Just Fontaine président du comité d'action
Au petit matin du 22, une centaine de footballeurs investit les locaux de l'avenue d'Iena, « retenant » le secrétaire général, Pierre Delaunay, ainsi que Georges Boulogne, alors « instructeur national ». Menés par François Thébaud, journaliste à Miroir Sprint (*) et futur père du mouvement « football progrès » (lire ci-dessous), les putschistes entendent « rendre le football aux 600.000 footballeurs français (ils sont aujourd'hui 2.320.000, NDLR), dont les pontifes de la fédération les ont expropriés pour servir leurs intérêts égoïstes de protecteurs du sport ». Dans une France paralysée par les grèves, les membres de ce « comité d'action des footballeurs » sont quasi exclusivement des amateurs de la région parisienne. Leur coup de génie consiste à convaincre Just Fontaine d'accepter la présidence à distance (le téléphone fonctionnait).
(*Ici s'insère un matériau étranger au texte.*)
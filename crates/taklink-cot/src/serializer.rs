//! XML serialization for CoT messages

use crate::event::{
    Contact, CotEvent, Detail, Group, PrecisionLocation, Status, Takv, Track,
};
use std::fmt::Write;

/// Serialize a CotEvent to an XML string
pub fn serialize_event(event: &CotEvent) -> String {
    let mut xml = String::new();

    writeln!(xml, r#"<?xml version="1.0" encoding="UTF-8"?>"#).unwrap();

    write!(
        xml,
        r#"<event version="{}" uid="{}" type="{}" time="{}" start="{}" stale="{}" how="{}">"#,
        event.version,
        event.uid,
        event.event_type,
        event.time.to_rfc3339(),
        event.start.to_rfc3339(),
        event.stale.to_rfc3339(),
        event.how
    )
    .unwrap();

    write!(
        xml,
        r#"<point lat="{}" lon="{}" hae="{}" ce="{}" le="{}"/>"#,
        event.point.lat, event.point.lon, event.point.hae, event.point.ce, event.point.le
    )
    .unwrap();

    if let Some(ref detail) = event.detail {
        write!(xml, "<detail>").unwrap();
        serialize_detail(&mut xml, detail);
        write!(xml, "</detail>").unwrap();
    }

    write!(xml, "</event>").unwrap();
    xml
}

fn serialize_detail(xml: &mut String, detail: &Detail) {
    if let Some(ref contact) = detail.contact {
        serialize_contact(xml, contact);
    }

    if let Some(ref group) = detail.group {
        serialize_group(xml, group);
    }

    if let Some(ref track) = detail.track {
        serialize_track(xml, track);
    }

    if let Some(ref status) = detail.status {
        serialize_status(xml, status);
    }

    if let Some(ref takv) = detail.takv {
        serialize_takv(xml, takv);
    }

    if let Some(ref precision_location) = detail.precision_location {
        serialize_precision_location(xml, precision_location);
    }

    // Unparsed children, emitted exactly as received
    if let Some(ref raw) = detail.raw {
        write!(xml, "{}", raw).unwrap();
    }
}

fn serialize_contact(xml: &mut String, contact: &Contact) {
    write!(xml, r#"<contact callsign="{}""#, contact.callsign).unwrap();
    if let Some(ref endpoint) = contact.endpoint {
        write!(xml, r#" endpoint="{}""#, endpoint).unwrap();
    }
    write!(xml, "/>").unwrap();
}

fn serialize_group(xml: &mut String, group: &Group) {
    write!(
        xml,
        r#"<__group name="{}" role="{}"/>"#,
        group.name, group.role
    )
    .unwrap();
}

fn serialize_track(xml: &mut String, track: &Track) {
    write!(
        xml,
        r#"<track speed="{}" course="{}"/>"#,
        track.speed, track.course
    )
    .unwrap();
}

fn serialize_status(xml: &mut String, status: &Status) {
    write!(xml, r#"<status battery="{}"/>"#, status.battery).unwrap();
}

fn serialize_takv(xml: &mut String, takv: &Takv) {
    write!(
        xml,
        r#"<takv device="{}" platform="{}" os="{}" version="{}"/>"#,
        takv.device, takv.platform, takv.os, takv.version
    )
    .unwrap();
}

fn serialize_precision_location(xml: &mut String, pl: &PrecisionLocation) {
    write!(
        xml,
        r#"<precisionlocation geopointsrc="{}" altsrc="{}"/>"#,
        pl.geopointsrc, pl.altsrc
    )
    .unwrap();
}

#[cfg(test)]
mod tests {
    use super::*;
    use crate::event::Point;
    use crate::parser::parse_cot;
    use chrono::Utc;

    fn base_event() -> CotEvent {
        CotEvent {
            version: "2.0".to_string(),
            uid: "test-1".to_string(),
            event_type: "a-f-G".to_string(),
            time: Utc::now(),
            start: Utc::now(),
            stale: Utc::now(),
            how: "h-e".to_string(),
            point: Point::new(37.7749, -122.4194, 100.0),
            detail: None,
        }
    }

    #[test]
    fn test_serialize_event_minimal() {
        let xml = serialize_event(&base_event());
        assert!(xml.contains(r#"uid="test-1""#));
        assert!(xml.contains(r#"type="a-f-G""#));
        assert!(xml.ends_with("</event>"));
    }

    #[test]
    fn test_serialize_event_with_contact() {
        let mut event = base_event();
        event.detail = Some(Detail {
            contact: Some(Contact {
                callsign: "Alpha-1".to_string(),
                endpoint: Some("192.168.1.100:4242".to_string()),
            }),
            ..Default::default()
        });

        let xml = serialize_event(&event);
        assert!(xml.contains(r#"callsign="Alpha-1""#));
        assert!(xml.contains(r#"endpoint="192.168.1.100:4242""#));
    }

    #[test]
    fn test_serialize_event_with_track() {
        let mut event = base_event();
        event.detail = Some(Detail {
            track: Some(Track {
                speed: 10.5,
                course: 270.0,
            }),
            ..Default::default()
        });

        let xml = serialize_event(&event);
        assert!(xml.contains(r#"speed="10.5""#));
        assert!(xml.contains(r#"course="270""#));
    }

    #[test]
    fn test_roundtrip_preserves_fields() {
        let mut event = base_event();
        event.detail = Some(Detail {
            contact: Some(Contact {
                callsign: "Charlie-3".to_string(),
                endpoint: None,
            }),
            group: Some(Group {
                name: "Green".to_string(),
                role: "Team Lead".to_string(),
            }),
            status: Some(Status { battery: 42 }),
            raw: Some(r#"<remarks>hold position</remarks>"#.to_string()),
            ..Default::default()
        });

        let xml = serialize_event(&event);
        let decoded = parse_cot(&xml).expect("re-parse failed");

        assert_eq!(decoded.uid, event.uid);
        assert_eq!(decoded.event_type, event.event_type);
        assert_eq!(decoded.point, event.point);

        let detail = decoded.detail.expect("detail");
        assert_eq!(detail.contact.unwrap().callsign, "Charlie-3");
        assert_eq!(detail.group.unwrap().name, "Green");
        assert_eq!(detail.status.unwrap().battery, 42);
        assert_eq!(
            detail.raw.as_deref(),
            Some(r#"<remarks>hold position</remarks>"#)
        );
    }

    #[test]
    fn test_roundtrip_preserves_timestamps() {
        let xml = r#"<event version="2.0" uid="t-1" type="a-f-G" time="2024-01-15T10:30:00+00:00" start="2024-01-15T10:30:00+00:00" stale="2024-01-15T10:35:00+00:00" how="m-g">
    <point lat="1.5" lon="-2.25" hae="10"/>
</event>"#;

        let event = parse_cot(xml).expect("parse failed");
        let reencoded = serialize_event(&event);
        let event2 = parse_cot(&reencoded).expect("re-parse failed");

        assert_eq!(event.time, event2.time);
        assert_eq!(event.start, event2.start);
        assert_eq!(event.stale, event2.stale);
        assert_eq!(event, event2);
    }
}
S'ils n'ont pas pris part activement à l'occupation de la fédération (ci-dessus), les footballeurs, en lutte contre le contrat à vie depuis la création de l'UNFP (Union nationale des footballeurs professionnels) sept ans plus tôt, se sont joints de manière dispersée à la grève. Dans ce contexte, un match amical entre Nantes et Rennes «au profit des familles des grévistes» a attiré 13.000 personnes le 30 mai à Marcel-Saupin. « La grève était très contestée à l'époque et nous ne l'avions pas faite à Nantes, se souvient Robert Budzinski, puisque nous avions joué notre match contre Nîmes lors de la journée qui devait être reportée. Cependant, nous étions d'accord avec l'UNFP dans sa lutte pour obtenir une reconnaissance professionnelle ».
« Au lever du jour, investit par le frère de Marie - celui que nous avions croisé le premier jour - et quelques-uns de ses acolytes, l'appartement se transforma en repaire de conspirateurs. Ignorant notre présence, exaltés, ces jeunes gens se préparaient à la grande manif commanditée par une étrange coalition de gaullistes, d'anciens pétainistes, de partisans de l'Algérie française et des fafs habituels de la Fac.
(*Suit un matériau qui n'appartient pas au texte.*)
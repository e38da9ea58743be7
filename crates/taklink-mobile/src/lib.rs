//! # TakLink Mobile FFI Bridge
//!
//! Cross-platform C-callable interface for iOS and Android integration.
//! Exposes the connection registry as opaque `u64` handles with
//! callback-based delivery of inbound CoT messages.
//!
//! ## Architecture
//!
//! - Static library (.a) for iOS (linked into Swift/Objective-C)
//! - Dynamic library (.so) for Android (loaded via JNI)
//! - A private tokio runtime drives all connections; FFI entry points block
//!   on it, so they must not be called from inside the CoT callback
//! - Panics never unwind across the boundary

use std::ffi::CStr;
use std::os::raw::{c_char, c_int, c_void};
use std::sync::Arc;

use lazy_static::lazy_static;
use parking_lot::Mutex;
use tokio::runtime::{Handle, Runtime};
use tracing::{error, warn};

use taklink_client::{ConnectionRegistry, CotObserver};
use taklink_core::{ConnectionConfig, Protocol};

mod callbacks;
mod error;

pub use callbacks::CotCallback;
pub use error::*;

use callbacks::{invoke_callback_shielded, to_c_string, CallbackInfo};

/// Global library state
struct TakLinkMobile {
    runtime: Runtime,
    registry: Arc<ConnectionRegistry>,
}

lazy_static! {
    static ref GLOBAL: Mutex<Option<TakLinkMobile>> = Mutex::new(None);
}

/// Grab the runtime handle and registry without holding the global lock
/// across any network operation.
fn with_runtime() -> Option<(Handle, Arc<ConnectionRegistry>)> {
    let global = GLOBAL.lock();
    global
        .as_ref()
        .map(|lib| (lib.runtime.handle().clone(), Arc::clone(&lib.registry)))
}

/// Connection status structure filled by [`taklink_get_status`].
#[repr(C)]
pub struct TakLinkStatus {
    pub is_connected: c_int,
    pub messages_sent: u64,
    pub messages_received: u64,
    pub last_error_code: c_int,
}

/// Initialize the TakLink mobile library.
///
/// Must be called before any other function. Safe to call multiple times;
/// subsequent calls are no-ops.
///
/// # Safety
/// Thread-safe, callable from any thread.
#[no_mangle]
pub extern "C" fn taklink_init() -> c_int {
    let mut global = GLOBAL.lock();
    if global.is_some() {
        return STATUS_OK; // already initialized
    }

    // best-effort; a subscriber installed by the host wins
    let _ = tracing_subscriber::fmt()
        .with_env_filter(tracing_subscriber::EnvFilter::from_default_env())
        .try_init();

    match Runtime::new() {
        Ok(runtime) => {
            *global = Some(TakLinkMobile {
                runtime,
                registry: Arc::new(ConnectionRegistry::new()),
            });
            STATUS_OK
        }
        Err(e) => {
            error!(error = %e, "Failed to initialize TakLink runtime");
            STATUS_RUNTIME_ERROR
        }
    }
}

/// Shut the library down: disconnects every connection, waits for their
/// background tasks, and releases the runtime. No callback fires after this
/// returns. Idempotent.
#[no_mangle]
pub extern "C" fn taklink_shutdown() {
    let taken = GLOBAL.lock().take();
    if let Some(lib) = taken {
        lib.runtime.block_on(lib.registry.shutdown_all());
        // runtime dropped here, after every read task has stopped
    }
}

/// Connect to a TAK server.
///
/// # Parameters
/// - `host`: null-terminated hostname or IP
/// - `port`: server port
/// - `protocol`: 0=TCP, 1=UDP, 2=TLS, 3=WebSocket
/// - `use_tls`: layer TLS over the selected protocol (1=yes, 0=no)
/// - `cert_pem`/`key_pem`/`ca_pem`: optional PEM blobs (null for none)
///
/// # Returns
/// Connection id on success, 0 on failure.
///
/// # Safety
/// All string pointers must be valid null-terminated C strings or null, and
/// remain valid for the duration of the call.
#[no_mangle]
pub unsafe extern "C" fn taklink_connect(
    host: *const c_char,
    port: u16,
    protocol: c_int,
    use_tls: c_int,
    cert_pem: *const c_char,
    key_pem: *const c_char,
    ca_pem: *const c_char,
) -> u64 {
    if host.is_null() {
        error!("taklink_connect: host is null");
        return 0;
    }

    let host = match CStr::from_ptr(host).to_str() {
        Ok(s) => s.to_string(),
        Err(e) => {
            error!(error = %e, "taklink_connect: invalid host string");
            return 0;
        }
    };

    let protocol = match Protocol::from_code(protocol) {
        Some(p) => p,
        None => {
            error!(protocol, "taklink_connect: invalid protocol");
            return 0;
        }
    };

    let cert = opt_string(cert_pem);
    let key = opt_string(key_pem);
    let ca = opt_string(ca_pem);

    let Some((handle, registry)) = with_runtime() else {
        error!("taklink_connect: library not initialized");
        return 0;
    };

    let mut config = ConnectionConfig::new(host, port, protocol);
    if use_tls != 0 || protocol == Protocol::Tls {
        config = config.with_tls(cert, key, ca);
    }

    match handle.block_on(registry.connect(config)) {
        Ok(id) => id,
        Err(e) => {
            error!(error = %e, "taklink_connect: failed");
            0
        }
    }
}

/// Disconnect from a TAK server.
///
/// # Returns
/// 0 on success, negative status code on error.
#[no_mangle]
pub extern "C" fn taklink_disconnect(connection_id: u64) -> c_int {
    let Some((handle, registry)) = with_runtime() else {
        return STATUS_NOT_INITIALIZED;
    };

    match handle.block_on(registry.disconnect(connection_id)) {
        Ok(()) => STATUS_OK,
        Err(e) => {
            warn!(connection_id, error = %e, "taklink_disconnect: failed");
            status_code(&e)
        }
    }
}

/// Send a CoT XML message on a connection.
///
/// # Returns
/// 0 on success, negative status code on error.
///
/// # Safety
/// `cot_xml` must be a valid null-terminated C string.
#[no_mangle]
pub unsafe extern "C" fn taklink_send_cot(connection_id: u64, cot_xml: *const c_char) -> c_int {
    if cot_xml.is_null() {
        error!("taklink_send_cot: cot_xml is null");
        return STATUS_INVALID_PARAMETER;
    }

    let xml = match CStr::from_ptr(cot_xml).to_str() {
        Ok(s) => s,
        Err(e) => {
            error!(error = %e, "taklink_send_cot: invalid XML string");
            return STATUS_INVALID_PARAMETER;
        }
    };

    let Some((handle, registry)) = with_runtime() else {
        return STATUS_NOT_INITIALIZED;
    };

    match handle.block_on(registry.send(connection_id, xml)) {
        Ok(()) => STATUS_OK,
        Err(e) => {
            warn!(connection_id, error = %e, "taklink_send_cot: failed");
            status_code(&e)
        }
    }
}

/// Register a callback for inbound CoT messages on a connection, replacing
/// any previous one.
///
/// # Returns
/// 0 on success, negative status code on error.
///
/// # Safety
/// - `callback` must be a valid function pointer
/// - `user_data` must remain valid until the callback is unregistered
/// - The callback is invoked from a background thread; it must not call
///   back into taklink_* functions
#[no_mangle]
pub unsafe extern "C" fn taklink_register_callback(
    connection_id: u64,
    callback: CotCallback,
    user_data: *mut c_void,
) -> c_int {
    let Some((_, registry)) = with_runtime() else {
        return STATUS_NOT_INITIALIZED;
    };

    let info = CallbackInfo {
        callback,
        user_data,
    };

    let observer: CotObserver = Box::new(move |conn_id, _event, xml| {
        // Force the closure to capture `info` as a whole (it is `Send + Sync`)
        // rather than its individual raw-pointer field (which is not).
        let info = &info;
        if let Some(c_xml) = to_c_string(xml) {
            let ptr = c_xml.as_ptr();
            invoke_callback_shielded(|| (info.callback)(info.user_data, conn_id, ptr));
            // c_xml stays alive past the call; the string is only valid for
            // its duration
        }
    });

    match registry.register_callback(connection_id, observer) {
        Ok(()) => STATUS_OK,
        Err(e) => status_code(&e),
    }
}

/// Unregister the CoT callback of a connection. Once this returns, the old
/// callback is never invoked again.
///
/// # Returns
/// 0 on success, negative status code on error.
#[no_mangle]
pub extern "C" fn taklink_unregister_callback(connection_id: u64) -> c_int {
    let Some((_, registry)) = with_runtime() else {
        return STATUS_NOT_INITIALIZED;
    };

    match registry.unregister_callback(connection_id) {
        Ok(()) => STATUS_OK,
        Err(e) => status_code(&e),
    }
}

/// Get connection status.
///
/// # Returns
/// 0 on success with `status_out` filled, negative status code on error.
///
/// # Safety
/// `status_out` must be a valid pointer to a TakLinkStatus.
#[no_mangle]
pub unsafe extern "C" fn taklink_get_status(
    connection_id: u64,
    status_out: *mut TakLinkStatus,
) -> c_int {
    if status_out.is_null() {
        return STATUS_INVALID_PARAMETER;
    }

    let Some((_, registry)) = with_runtime() else {
        return STATUS_NOT_INITIALIZED;
    };

    match registry.status(connection_id) {
        Ok(snapshot) => {
            *status_out = TakLinkStatus {
                is_connected: if snapshot.is_connected { 1 } else { 0 },
                messages_sent: snapshot.messages_sent,
                messages_received: snapshot.messages_received,
                last_error_code: snapshot.last_error_code,
            };
            STATUS_OK
        }
        Err(e) => status_code(&e),
    }
}

/// Get the library version.
///
/// Returns a null-terminated, statically allocated string; never fails and
/// must not be freed.
#[no_mangle]
pub extern "C" fn taklink_version() -> *const c_char {
    static VERSION: &str = concat!(env!("CARGO_PKG_VERSION"), "\0");
    VERSION.as_ptr() as *const c_char
}

/// Copy an optional C string parameter.
unsafe fn opt_string(ptr: *const c_char) -> Option<String> {
    if ptr.is_null() {
        None
    } else {
        Some(CStr::from_ptr(ptr).to_str().unwrap_or("").to_string())
    }
}

#[cfg(test)]
mod tests {
    use super::*;
    use std::ffi::CString;

    #[test]
    fn test_version() {
        let version = unsafe { CStr::from_ptr(taklink_version()) };
        assert!(version.to_str().unwrap().starts_with("0."));
    }

    #[test]
    fn test_null_pointer_arguments_rejected() {
        // null checks run before the global state is consulted
        let id = unsafe {
            taklink_connect(
                std::ptr::null(),
                8087,
                0,
                0,
                std::ptr::null(),
                std::ptr::null(),
                std::ptr::null(),
            )
        };
        assert_eq!(id, 0);

        assert_eq!(
            unsafe { taklink_get_status(1, std::ptr::null_mut()) },
            STATUS_INVALID_PARAMETER
        );
    }

    #[test]
    fn test_lifecycle() {
        assert_eq!(taklink_init(), STATUS_OK);
        // idempotent
        assert_eq!(taklink_init(), STATUS_OK);

        // a connection refused locally surfaces as the invalid id
        let host = CString::new("127.0.0.1").unwrap();
        let id = unsafe {
            taklink_connect(
                host.as_ptr(),
                1,
                0,
                0,
                std::ptr::null(),
                std::ptr::null(),
                std::ptr::null(),
            )
        };
        assert_eq!(id, 0);

        // unknown ids are reported, not crashed on
        assert_eq!(taklink_disconnect(9999), STATUS_UNKNOWN_CONNECTION);
        assert_eq!(taklink_unregister_callback(9999), STATUS_UNKNOWN_CONNECTION);

        let xml = CString::new("<event/>").unwrap();
        assert_eq!(
            unsafe { taklink_send_cot(9999, xml.as_ptr()) },
            STATUS_UNKNOWN_CONNECTION
        );

        taklink_shutdown();
        // idempotent
        taklink_shutdown();
    }
}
La spontanéité de la marée des Champs-Elysées, et des foules des grandes villes de province, s'appuyait sur l'art consommé de la vieille garde du Général à mobiliser ses réseaux de la France libre. Mobilisation amplifiée par l'adhésion d'une partie du petit peuple laborieux excédé par le désordre et de tous ceux qui voulaient voir l'essence réapparaître aux pompes pour profiter du week-end de la Pentecôte. La majorité silencieuse, mélange improbable de la France des beaux quartiers et du magma versatile de la classe moyenne, trouvait ce jeudi 30 mai sa pleine expression.
La journée plana, d'abord suspendue à l'attente du discours du voyageur de Baden-Baden avant de prendre son envol avec le bras-dessus, bras-dessous des Excellences soulagées sur les Champs-Elysées, elle s'acheva, telle une feuille morte se détachant de sa branche, dans un mélange de soulagement et de résignation. Mai était mort et tout le monde voulait tourner la page, oublier.
L'allocution du Général est prononcé sur un ton dur, autoritaire, menaçant. L'heure de la normalisation a sonné. De Gaulle ne sait pas encore, qu'en fait, c'est une victoire à la Pyrrhus, une droite réunifiée et les veaux français ne tarderont pas à le renvoyer à Colombey pour élire Pompidou le maquignon de Montboudif.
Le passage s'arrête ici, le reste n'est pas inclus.